Here's where it became obvious (for me):
There's the panel of Orihime, blushing, telling Rukia with (too much) fervor that Rukia should cherish the dress Ishida made, and Rukia is clueless to what Orihime thinks (that Ishida likes Rukia). Then immediately following there is a very touching panel in which it seems clear who Rukia cares for. The white expanse of panel space that Kubo uses to signify important events--the look across a distance--Rukia's hand held unconsciously close to her heart. The IchiRuki certainty was so plain to me here. The IshiHime less plain but coming after Ishida and Orihime's bonding scenes in this arc and even the difficulty that Orihime loved Ichigo while Ishida loved her, it was a very likely pairing-to-be.
I'll reiterate that this is the chapter in which the rain (a constant metaphor throughout Bleach) stops. When the rain stops in the Tanabata myth, the lovers are reunited. Ichigo and Rukia have a special connection at the end of this chapter and arc, and it's not Orihime, the name from the myth, who is in the frames. Instead there's a human girl (albeit one with extraordinary powers) who is crushing (at this point anyway--she doesn't seem to have full-fledged adoration for Ichigo yet) on a Substitute Shinigami who acts like a real headstrong teenager. And alas, he doesn't notice her. This is the human story. This is the story that makes me care.

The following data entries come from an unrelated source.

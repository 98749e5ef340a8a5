use u2f_registry::{
    Challenge, CoordinationError, KeyHandle, OperationKind, SoftwareSigner, U2F_VERSION, U2fError,
};

use crate::common::{
    HandBuiltSigner, TestSetup, TestUsers, authenticate_response, public_key, register_response,
};

/// Register alice by hand, look up the handle, authenticate, then try bob.
#[tokio::test]
async fn test_end_to_end_alice_and_bob() -> Result<(), Box<dyn std::error::Error>> {
    let setup = TestSetup::without_challenge_binding()?;
    let alice = TestUsers::alice();
    let bob = TestUsers::bob();

    // Given a registration response carrying public key 0xAA.. and handle 0x01
    let request = setup.rp.start_registration(&alice).await?;
    assert_eq!(request.version, U2F_VERSION);
    let response = register_response(&public_key(0xAA), &[0x01], &request.challenge);

    // When it is finalized
    setup.rp.finish_registration(&alice, &response).await?;

    // Then alice is enrolled under handle 0x01
    let handle = setup.rp.lookup_credential_handle(&alice).await?;
    assert_eq!(handle, KeyHandle::new(vec![0x01]));
    let credential = setup
        .rp
        .registry()
        .get_credential(&alice)
        .await?
        .expect("alice should be enrolled");
    assert_eq!(credential.public_key, public_key(0xAA));

    // And any well-formed authentication response for alice succeeds
    let response = authenticate_response(&handle, &Challenge::new("whatever-was-signed"));
    setup.rp.finish_authentication(&alice, &response).await?;

    // And bob, never registered, is unknown
    let result = setup.rp.finish_authentication(&bob, &response).await;
    assert!(matches!(
        result,
        Err(CoordinationError::U2fError(U2fError::UnknownIdentity(_)))
    ));
    assert!(setup.rp.start_authentication(&bob).await.unwrap_err().is_unknown_identity());

    Ok(())
}

#[tokio::test]
async fn test_reregistration_overwrites_credential() -> Result<(), Box<dyn std::error::Error>> {
    let setup = TestSetup::new()?;
    let alice = TestUsers::alice();

    setup
        .rp
        .register_with(&HandBuiltSigner::new(0xAA, &[0x01]), &alice)
        .await?;
    setup
        .rp
        .register_with(&HandBuiltSigner::new(0xBB, &[0x02]), &alice)
        .await?;

    let handle = setup.rp.lookup_credential_handle(&alice).await?;
    assert_eq!(handle, KeyHandle::new(vec![0x02]));
    let credential = setup.rp.registry().get_credential(&alice).await?.unwrap();
    assert_eq!(credential.public_key, public_key(0xBB));
    assert_eq!(setup.rp.registry().enrolled_count().await?, 1);

    // The authentication request now names the new handle
    let request = setup.rp.start_authentication(&alice).await?;
    assert_eq!(request.key_handle, KeyHandle::new(vec![0x02]));

    Ok(())
}

#[tokio::test]
async fn test_identities_are_independent() -> Result<(), Box<dyn std::error::Error>> {
    let setup = TestSetup::new()?;
    let alice = TestUsers::alice();
    let bob = TestUsers::bob();

    setup
        .rp
        .register_with(&HandBuiltSigner::new(0xAA, &[0x01]), &alice)
        .await?;
    setup
        .rp
        .register_with(&HandBuiltSigner::new(0xBB, &[0x02]), &bob)
        .await?;

    assert_eq!(
        setup.rp.lookup_credential_handle(&alice).await?,
        KeyHandle::new(vec![0x01])
    );
    assert_eq!(
        setup.rp.lookup_credential_handle(&bob).await?,
        KeyHandle::new(vec![0x02])
    );

    // Pending challenges are tracked per identity
    let alice_request = setup.rp.start_authentication(&alice).await?;
    let bob_request = setup.rp.start_authentication(&bob).await?;
    assert_ne!(alice_request.challenge, bob_request.challenge);

    let bob_response = authenticate_response(&bob_request.key_handle, &bob_request.challenge);
    setup.rp.finish_authentication(&bob, &bob_response).await?;
    let alice_response =
        authenticate_response(&alice_request.key_handle, &alice_request.challenge);
    setup.rp.finish_authentication(&alice, &alice_response).await?;

    Ok(())
}

#[tokio::test]
async fn test_requests_carry_relying_party_identity() -> Result<(), Box<dyn std::error::Error>> {
    let setup = TestSetup::new()?;
    let testuser = TestUsers::testuser();

    let registration = setup.rp.start_registration(&testuser).await?;
    assert_eq!(registration.app_id, setup.rp.config().app_id);
    assert_eq!(registration.facet_id, TestSetup::facet_id());
    assert!(
        registration
            .facet_id
            .as_str()
            .starts_with("android:apk-key-hash:")
    );

    // Wire form uses the U2F member names
    let json = serde_json::to_value(&registration)?;
    assert_eq!(json["appId"], setup.rp.config().app_id.as_str());
    assert_eq!(json["facetId"], TestSetup::facet_id().as_str());
    assert_eq!(json["challenge"], registration.challenge.as_str());
    assert_eq!(json["version"], U2F_VERSION);

    let second = setup.rp.start_registration(&testuser).await?;
    assert_ne!(registration.challenge, second.challenge);

    Ok(())
}

#[tokio::test]
async fn test_software_signer_ceremonies() -> Result<(), Box<dyn std::error::Error>> {
    let setup = TestSetup::new()?;
    let signer = SoftwareSigner::new();
    let testuser = TestUsers::testuser();

    setup.rp.register_with(&signer, &testuser).await?;
    let handle = setup.rp.lookup_credential_handle(&testuser).await?;
    let credential = setup.rp.registry().get_credential(&testuser).await?.unwrap();
    assert_eq!(signer.public_key(&handle).await, Some(credential.public_key));

    for _ in 0..3 {
        setup.rp.authenticate_with(&signer, &testuser).await?;
    }

    Ok(())
}

#[tokio::test]
async fn test_wire_json_round_trip_through_host() -> Result<(), Box<dyn std::error::Error>> {
    let setup = TestSetup::new()?;
    let alice = TestUsers::alice();

    // The host ships the request as JSON and receives the answer as JSON
    let request = setup.rp.start_registration(&alice).await?;
    let response = register_response(&public_key(0xAA), &[0x01, 0x02], &request.challenge);
    let wire = serde_json::to_string(&response)?;
    assert!(wire.contains("\"registrationData\""));
    assert!(wire.contains("\"clientData\""));

    let received = u2f_registry::RegisterResponse::from_json(&wire)?;
    setup.rp.finish_registration(&alice, &received).await?;

    let request = setup.rp.start_authentication(&alice).await?;
    let response = authenticate_response(&request.key_handle, &request.challenge);
    let wire = serde_json::to_string(&response)?;
    assert!(wire.contains("\"keyHandle\""));
    assert!(wire.contains("\"signatureData\""));

    let received = u2f_registry::AuthenticateResponse::from_json(&wire)?;
    setup.rp.finish_authentication(&alice, &received).await?;

    // Registration client data is refused on the authentication path
    let request = setup.rp.start_authentication(&alice).await?;
    let mut response = authenticate_response(&request.key_handle, &request.challenge);
    response.client_data = u2f_registry::base64url_encode(&crate::common::client_data(
        OperationKind::Registration,
        &request.challenge,
    ));
    let result = setup.rp.finish_authentication(&alice, &response).await;
    assert!(result.unwrap_err().is_malformed_response());

    Ok(())
}

#[tokio::test]
async fn test_issuing_requests_leaves_registry_unchanged() -> Result<(), Box<dyn std::error::Error>>
{
    let setup = TestSetup::new()?;
    let alice = TestUsers::alice();
    let bob = TestUsers::bob();
    setup
        .rp
        .register_with(&HandBuiltSigner::new(0xAA, &[0x01]), &alice)
        .await?;
    let before = setup.rp.registry().get_credential(&alice).await?;

    for _ in 0..5 {
        setup.rp.start_registration(&alice).await?;
        setup.rp.start_registration(&bob).await?;
        setup.rp.start_authentication(&alice).await?;
        setup.rp.issuer().issue_registration_request(&bob)?;
    }

    assert_eq!(setup.rp.registry().get_credential(&alice).await?, before);
    assert!(setup.rp.registry().get_credential(&bob).await?.is_none());
    assert_eq!(setup.rp.registry().enrolled_count().await?, 1);
    Ok(())
}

Even if subsequent chapters of Bleach pronounce Rukia and Ichigo bashert in Yiddish, that clue will not mean as much to me as the plot events preceding the actions of the chapter. Bashert means destiny and is used to mean a person you're destined to befriend/marry. I was already shown that destined encounter in chapter one when Rukia pierced Ichigo's soul and fell into his life. No more allusions are necessary to tell me that they're destined lovers when the story starts that way and points that way.
The IshiHime relationship is more complicated. I can console myself with "there's always fanfic" if this, my very favorite pairing of all time, isn't hinted at when Bleach concludes, but I'm betting my green-striped hat that it will be.
Hmmm. I wonder who Ulqui the boatman Shiffer's bashert is?
One more thing. I was skimming some platitudes today and found this:
Discussion is the exchange of ideas; argument is the exchange of ignorance.